I’ve gotta say, the announcement of the WWE Network seems to act as a hand reaching back in time to lost fans who don’t watch the product any more or who want to relive stuff from their childhood. I mean, how many times did the announcement make mention of Hulk Hogan vs. Andre the Giant from WrestleMania III?
There’s little reason for any fan, current or erstwhile, not to give this streaming online network a shot. For $9.99 for an initial six-month commitment, you can see WrestleMania (at least this year) and the other monthly pay-per-views, which is a huge savings over ordering even just Mania on its own through cable TV or satellite. It’s clear the WWE wants a huge turnout of initial subscribers to impress stockholders and business analysts.

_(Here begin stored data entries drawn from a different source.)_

//! What a running guest callable sees: its memory, the host primitives, and its own call stack.

use std::panic::Location;

use probe_core::{Caller, Frame, HostImports, ImportName, LinearMemory, PerfOverride, Pointer, Trap, TrapCode};

use crate::expect::{Expectation, GuestValue};

/// Execution environment handed to test bodies and hooks.
pub struct Env<'a> {
    memory: &'a mut LinearMemory,
    host: &'a mut dyn HostImports,
    frames: &'a mut Vec<Frame>,
}

impl<'a> Env<'a> {
    pub fn new(memory: &'a mut LinearMemory, host: &'a mut dyn HostImports, frames: &'a mut Vec<Frame>) -> Self {
        Self { memory, host, frames }
    }

    pub fn memory(&mut self) -> &mut LinearMemory {
        &mut *self.memory
    }

    /// Current shadow stack, outermost first.
    pub fn frames(&self) -> &[Frame] {
        self.frames.as_slice()
    }

    /// Start an assertion on `actual`.
    pub fn expect(&mut self, actual: impl Into<GuestValue>) -> Expectation<'_, 'a> {
        Expectation::new(self, actual.into())
    }

    /// Attach a value to the running test (or, outside a test, to the running group).
    pub fn log(&mut self, value: impl Into<GuestValue>) -> Result<(), Trap> {
        match value.into() {
            GuestValue::Null => self.with_caller(|host, caller| host.log_null(caller)),
            GuestValue::Number(n) => self.with_caller(|host, caller| host.log_value(caller, n)),
            GuestValue::Str(text) => self.with_string(&text, |host, caller, ptr| host.log_string(caller, ptr))?,
            GuestValue::Bytes(bytes) => {
                self.with_reference(&bytes, |host, caller, ptr, len| host.log_reference(caller, ptr, len))?;
            }
        }
        Ok(())
    }

    /// Report `message` through `env.abort` and build the trap the caller should return.
    ///
    /// ```ignore
    /// if total != 3 {
    ///     return Err(env.abort("total mismatch"));
    /// }
    /// ```
    #[track_caller]
    pub fn abort(&mut self, message: &str) -> Trap {
        let location = Location::caller();
        let frames = self.frames.clone();
        let mark = self.memory.used();
        let message_ptr = match self.memory.alloc_string(message) {
            Ok(ptr) => ptr,
            Err(err) => return Trap::from(err).with_frames(frames),
        };
        let file_ptr = self.memory.alloc_string(location.file()).unwrap_or(0);
        self.with_caller(|host, caller| {
            host.abort(caller, message_ptr, file_ptr, location.line(), location.column());
        });
        self.memory.reset_to(mark);
        Trap::abort(message).with_frames(frames)
    }

    /// `Err(self.abort(message))`.
    #[track_caller]
    pub fn fail<T>(&mut self, message: &str) -> Result<T, Trap> {
        Err(self.abort(message))
    }

    /// A trap that does not go through `env.abort`.
    pub fn unreachable(&self) -> Trap {
        Trap::unreachable().with_frames(self.frames.clone())
    }

    pub fn debug(&mut self) {
        self.host.debug();
    }

    /// Override a performance setting for the running test.
    pub fn performance(&mut self, option: PerfOverride) {
        self.host.override_performance(option);
    }

    /// Call a custom import linked by the host.
    pub fn call_import(&mut self, module: &str, name: &str, args: &[f64]) -> Result<f64, Trap> {
        let import = ImportName::new(module, name);
        self.host.call_import(&import, args).ok_or_else(|| {
            Trap::new(TrapCode::Unreachable, format!("import `{import}` is not linked")).with_frames(self.frames.clone())
        })
    }

    // ---- reporting used by expectations -------------------------------------

    pub(crate) fn report_actual(&mut self, value: &GuestValue) -> Result<(), Trap> {
        match value {
            GuestValue::Null => self.with_caller(|host, caller| host.report_actual_null(caller)),
            GuestValue::Number(n) => {
                let n = *n;
                self.with_caller(|host, caller| host.report_actual_value(caller, n));
            }
            GuestValue::Str(text) => {
                self.with_string(text, |host, caller, ptr| host.report_actual_string(caller, ptr))?;
            }
            GuestValue::Bytes(bytes) => {
                self.with_reference(bytes, |host, caller, ptr, len| host.report_actual_reference(caller, ptr, len))?;
            }
        }
        Ok(())
    }

    pub(crate) fn report_expected(&mut self, value: &GuestValue, negated: bool) -> Result<(), Trap> {
        match value {
            GuestValue::Null => self.with_caller(|host, caller| host.report_expected_null(caller, negated)),
            GuestValue::Number(n) => {
                let n = *n;
                self.with_caller(|host, caller| host.report_expected_value(caller, n, negated));
            }
            GuestValue::Str(text) => {
                self.with_string(text, |host, caller, ptr| host.report_expected_string(caller, ptr, negated))?;
            }
            GuestValue::Bytes(bytes) => {
                self.with_reference(bytes, |host, caller, ptr, len| {
                    host.report_expected_reference(caller, ptr, len, negated);
                })?;
            }
        }
        Ok(())
    }

    pub(crate) fn with_caller<R>(&mut self, f: impl FnOnce(&mut dyn HostImports, &Caller<'_>) -> R) -> R {
        let caller = Caller::new(&*self.memory, self.frames.as_slice());
        f(&mut *self.host, &caller)
    }

    /// Stage `text` in memory for one host primitive. The host copies it out, so the space is released on return.
    fn with_string(
        &mut self,
        text: &str,
        f: impl FnOnce(&mut dyn HostImports, &Caller<'_>, Pointer),
    ) -> Result<(), Trap> {
        let mark = self.memory.used();
        let ptr = self.memory.alloc_string(text)?;
        self.with_caller(|host, caller| f(host, caller, ptr));
        self.memory.reset_to(mark);
        Ok(())
    }

    fn with_reference(
        &mut self,
        bytes: &[u8],
        f: impl FnOnce(&mut dyn HostImports, &Caller<'_>, Pointer, u32),
    ) -> Result<(), Trap> {
        let len = u32::try_from(bytes.len())
            .map_err(|_| Trap::new(TrapCode::OutOfMemory, "reference is larger than guest memory"))?;
        let mark = self.memory.used();
        let ptr = self.memory.alloc_bytes(bytes)?;
        self.with_caller(|host, caller| f(host, caller, ptr, len));
        self.memory.reset_to(mark);
        Ok(())
    }
}
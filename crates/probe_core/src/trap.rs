//! Guest failures as seen from the host.
//!
//! A [`Trap`] is the only way a guest callable reports failure across the boundary. It carries the
//! guest's shadow call stack at the point of failure so the host can render a filtered stack trace.

use std::fmt;

use thiserror::Error;

/// Why a guest callable stopped.
#[derive(Debug, Clone, Copy, PartialEq, Eq)]
pub enum TrapCode {
    /// The guest called `env.abort` (failed assertion, explicit failure).
    Abort,
    /// The guest reached code it declared unreachable.
    Unreachable,
    /// A memory access fell outside linear memory.
    MemoryOutOfBounds,
    /// Linear memory could not grow to satisfy an allocation.
    OutOfMemory,
    /// A handle did not resolve to a function in the guest's table.
    IndirectCallToNull,
    /// The guest panicked; the host converted the unwind into a trap.
    Panic,
    /// The guest's function table has no free index left.
    TableOverflow,
}

impl fmt::Display for TrapCode {
    fn fmt(&self, f: &mut fmt::Formatter<'_>) -> fmt::Result {
        let text = match self {
            TrapCode::Abort => "abort",
            TrapCode::Unreachable => "unreachable",
            TrapCode::MemoryOutOfBounds => "memory access out of bounds",
            TrapCode::OutOfMemory => "out of memory",
            TrapCode::IndirectCallToNull => "indirect call to null",
            TrapCode::Panic => "panic",
            TrapCode::TableOverflow => "function table overflow",
        };
        f.write_str(text)
    }
}

/// One entry of the guest's shadow call stack.
#[derive(Debug, Clone, PartialEq, Eq)]
pub struct Frame {
    pub function: String,
    /// Frames that belong to the guest execution engine itself (runner, dispatch).
    /// Hosts drop these when rendering stacks.
    pub internal: bool,
}

impl Frame {
    pub fn guest(function: impl Into<String>) -> Self {
        Self {
            function: function.into(),
            internal: false,
        }
    }

    pub fn internal(function: impl Into<String>) -> Self {
        Self {
            function: function.into(),
            internal: true,
        }
    }
}

/// A guest-raised failure.
#[derive(Debug, Clone, PartialEq, Eq, Error)]
#[error("{code}: {message}")]
pub struct Trap {
    code: TrapCode,
    message: String,
    frames: Vec<Frame>,
}

impl Trap {
    pub fn new(code: TrapCode, message: impl Into<String>) -> Self {
        Self {
            code,
            message: message.into(),
            frames: Vec::new(),
        }
    }

    pub fn abort(message: impl Into<String>) -> Self {
        Self::new(TrapCode::Abort, message)
    }

    pub fn unreachable() -> Self {
        Self::new(TrapCode::Unreachable, "unreachable code executed")
    }

    /// Attach the shadow stack captured at the failure point (outermost frame first).
    pub fn with_frames(mut self, frames: Vec<Frame>) -> Self {
        self.frames = frames;
        self
    }

    pub fn code(&self) -> TrapCode {
        self.code
    }

    pub fn message(&self) -> &str {
        &self.message
    }

    pub fn frames(&self) -> &[Frame] {
        &self.frames
    }
}

#[cfg(test)]
mod tests {
    use super::*;

    #[test]
    fn test_trap_display_includes_code() {
        let trap = Trap::abort("Expected 2, received 3");
        assert_eq!(trap.to_string(), "abort: Expected 2, received 3");
        assert_eq!(trap.code(), TrapCode::Abort);
    }

    #[test]
    fn test_trap_keeps_frames() {
        let trap = Trap::unreachable().with_frames(vec![Frame::internal("~run"), Frame::guest("math adds")]);
        assert_eq!(trap.frames().len(), 2);
        assert!(trap.frames()[0].internal);
        assert!(!trap.frames()[1].internal);
    }
}
#![forbid(unsafe_code)]
//! probe: a host/guest test harness.
//!
//! Test suites are compiled into sandboxed guest modules (see `probe_guest`). This crate is the host: it loads each
//! module through a [`probe_core::ModuleLoader`], validates its import and export surface, implements the primitives
//! the guest runner calls, and aggregates the results.
//!
//! - [`host`] - the per-module [`host::TestContext`] and its result tree
//! - [`run`] - discovery, the run aggregator, background artifact writes
//! - [`reporter`] - the [`reporter::TestReporter`] trait and console output
//! - [`config`] - `probe.config.json`
//! - [`cli`] - the command-line entry point
//!
//! ## Panic Policy
//!
//! - **Production code**: Use `Result` or `Option` with `?` / `ok_or` / `map_err`. The `cli` and `host` modules
//!   enforce `#![deny(clippy::unwrap_used)]`.
//!
//! - **Test code**: `.unwrap()` and `.expect()` are acceptable in tests.
//!
//! - **Guest code**: A guest panic inside a test or hook is caught at the `tryCall` boundary and recorded as a
//!   failure; it never unwinds into the host.

pub mod cli;
pub mod config;
pub mod error;
pub mod host;
pub mod reporter;
pub mod run;

pub use config::Configuration;
pub use error::{ConfigError, StructuralError};
pub use host::{GroupResult, ModuleResult, TestContext, TestResult};
pub use reporter::{ConsoleReporter, EmptyReporter, TestReporter};
pub use run::{RunAggregate, RunOptions, run_entries};
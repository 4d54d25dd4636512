//! The result tree one module run produces.

use serde::Serialize;

use super::performance::PerformanceStats;
use super::value::ActualValue;

/// Why a guest callable failed: the abort message (or the trap text) and its filtered stack.
#[derive(Debug, Clone, PartialEq, Serialize)]
pub struct Failure {
    pub message: String,
    pub stack: String,
}

#[derive(Debug, Clone, PartialEq, Serialize)]
#[serde(rename_all = "camelCase")]
pub struct TestResult {
    pub name: String,
    /// Outcome after negation.
    pub pass: bool,
    pub negated: bool,
    /// Whether the body completed without trapping.
    pub call_succeeded: bool,
    pub start: f64,
    pub end: f64,
    #[serde(skip_serializing_if = "Option::is_none")]
    pub failure: Option<Failure>,
    #[serde(skip_serializing_if = "Option::is_none")]
    pub actual: Option<ActualValue>,
    #[serde(skip_serializing_if = "Option::is_none")]
    pub expected: Option<ActualValue>,
    #[serde(skip_serializing_if = "Vec::is_empty")]
    pub logs: Vec<ActualValue>,
    #[serde(skip_serializing_if = "Option::is_none")]
    pub performance: Option<PerformanceStats>,
}

impl TestResult {
    pub fn new(name: impl Into<String>) -> Self {
        Self {
            name: name.into(),
            pass: false,
            negated: false,
            call_succeeded: false,
            start: 0.0,
            end: 0.0,
            failure: None,
            actual: None,
            expected: None,
            logs: Vec::new(),
            performance: None,
        }
    }

    /// Wall-clock duration of the first run, in milliseconds.
    pub fn duration(&self) -> f64 {
        self.end - self.start
    }
}

#[derive(Debug, Clone, PartialEq, Serialize)]
#[serde(rename_all = "camelCase")]
pub struct GroupResult {
    pub name: String,
    pub tests: Vec<TestResult>,
    #[serde(skip_serializing_if = "Vec::is_empty")]
    pub todos: Vec<String>,
    #[serde(skip_serializing_if = "Vec::is_empty")]
    pub logs: Vec<ActualValue>,
    #[serde(skip_serializing_if = "Option::is_none")]
    pub hook_failure: Option<Failure>,
    /// Values reported by the assertion that failed the hook.
    #[serde(skip_serializing_if = "Option::is_none")]
    pub hook_actual: Option<ActualValue>,
    #[serde(skip_serializing_if = "Option::is_none")]
    pub hook_expected: Option<ActualValue>,
    /// Every included test passed and no hook failed.
    pub pass: bool,
    pub start: f64,
    pub end: f64,
}

impl GroupResult {
    pub fn new(name: impl Into<String>, start: f64) -> Self {
        Self {
            name: name.into(),
            tests: Vec::new(),
            todos: Vec::new(),
            logs: Vec::new(),
            hook_failure: None,
            hook_actual: None,
            hook_expected: None,
            pass: true,
            start,
            end: start,
        }
    }

    pub fn passed_tests(&self) -> usize {
        self.tests.iter().filter(|t| t.pass).count()
    }
}

/// Everything one module produced.
#[derive(Debug, Clone, PartialEq, Serialize)]
#[serde(rename_all = "camelCase")]
pub struct ModuleResult {
    pub file: String,
    pub groups: Vec<GroupResult>,
    pub start: f64,
    pub end: f64,
}

impl ModuleResult {
    pub fn test_count(&self) -> usize {
        self.groups.iter().map(|g| g.tests.len()).sum()
    }

    pub fn success_count(&self) -> usize {
        self.groups.iter().map(GroupResult::passed_tests).sum()
    }

    pub fn todo_count(&self) -> usize {
        self.groups.iter().map(|g| g.todos.len()).sum()
    }

    pub fn pass(&self) -> bool {
        self.groups.iter().all(|g| g.pass)
    }
}
//! Filesystem layout for the application. Everything lives in a single data
//! directory beneath the user's home so the database and log file stay side by
//! side; the database file name itself is fixed by the `db` module.

use std::env;
use std::path::{Path, PathBuf};

use anyhow::{anyhow, Result};
use directories::BaseDirs;

/// Folder name used beneath the user's home directory for application data.
const DATA_DIR_NAME: &str = ".name-record-manager";
/// Log file written next to the database.
const LOG_FILE_NAME: &str = "name-record-manager.log";
/// Environment variable that relocates the data directory.
pub const HOME_ENV: &str = "NAME_RECORD_MANAGER_HOME";

/// Resolved paths the binary needs at startup.
#[derive(Debug, Clone)]
pub struct AppConfig {
    data_dir: PathBuf,
}

impl AppConfig {
    /// Resolve the data directory, preferring the environment override and
    /// falling back to `~/.name-record-manager`.
    pub fn resolve() -> Result<Self> {
        if let Some(dir) = env::var_os(HOME_ENV).filter(|value| !value.is_empty()) {
            return Ok(Self::in_dir(dir));
        }

        let base_dirs = BaseDirs::new().ok_or_else(|| anyhow!("could not locate home directory"))?;
        Ok(Self::in_dir(base_dirs.home_dir().join(DATA_DIR_NAME)))
    }

    /// Build a configuration rooted at an explicit directory.
    pub fn in_dir(dir: impl Into<PathBuf>) -> Self {
        Self {
            data_dir: dir.into(),
        }
    }

    pub fn data_dir(&self) -> &Path {
        &self.data_dir
    }

    pub fn log_path(&self) -> PathBuf {
        self.data_dir.join(LOG_FILE_NAME)
    }
}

If the network takes off, it will mark the end of wrestling PPVs as many of us have known it since the late 1980s, which is a risky and ballsy move to make. Once fans get used to not paying full price for PPVs any more, they will never go back to it, even if they don’t continue as network subscribers.
For me, the on-demand library of wrestling matches is a big reason I will be signing up for the network, which first becomes available on February 24, 2014. I have to imagine that many of the old Boston Garden matches the WWE taped for New England Sports Network in the 1980s will be offered for viewing.
Vince McMahon changed wrestling history when he began the WWF’s national expansion in 1984. Since that point, it seems he has tried and failed to make a broader impact on U.S. television and pop culture (witness the WBF, the XFL, WWE movies, the World Restaurant, etc.).
Now, after all this time, the WWE Network may make its own unique mark as the first 24/7 streaming network of its kind, which seems to be a harbinger of what Internet TV has to become.
I bet a lot of people, wrestling fans or otherwise, are going to be closely watching what happens.